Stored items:
########

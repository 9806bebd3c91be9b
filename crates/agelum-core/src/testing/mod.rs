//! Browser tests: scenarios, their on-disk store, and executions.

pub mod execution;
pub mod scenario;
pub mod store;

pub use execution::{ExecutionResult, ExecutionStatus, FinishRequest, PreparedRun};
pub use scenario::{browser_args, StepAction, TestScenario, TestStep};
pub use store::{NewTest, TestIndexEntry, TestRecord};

########

THE TASK: Please reproduce all of the records exactly as they stand.

RESULT OF THE EXERCISE:
repository 9806bebd3c91be9b
filename crates/agelum-core/src/testing/mod.rs
//! Browser tests: scenarios, their on-disk store, and executions.

pub mod execution;
pub mod scenario;
pub mod store;

pub use execution::{ExecutionResult, ExecutionStatus, FinishRequest, PreparedRun};
pub use scenario::{browser_args, StepAction, TestScenario, TestStep};
pub use store::{NewTest, TestIndexEntry, TestRecord};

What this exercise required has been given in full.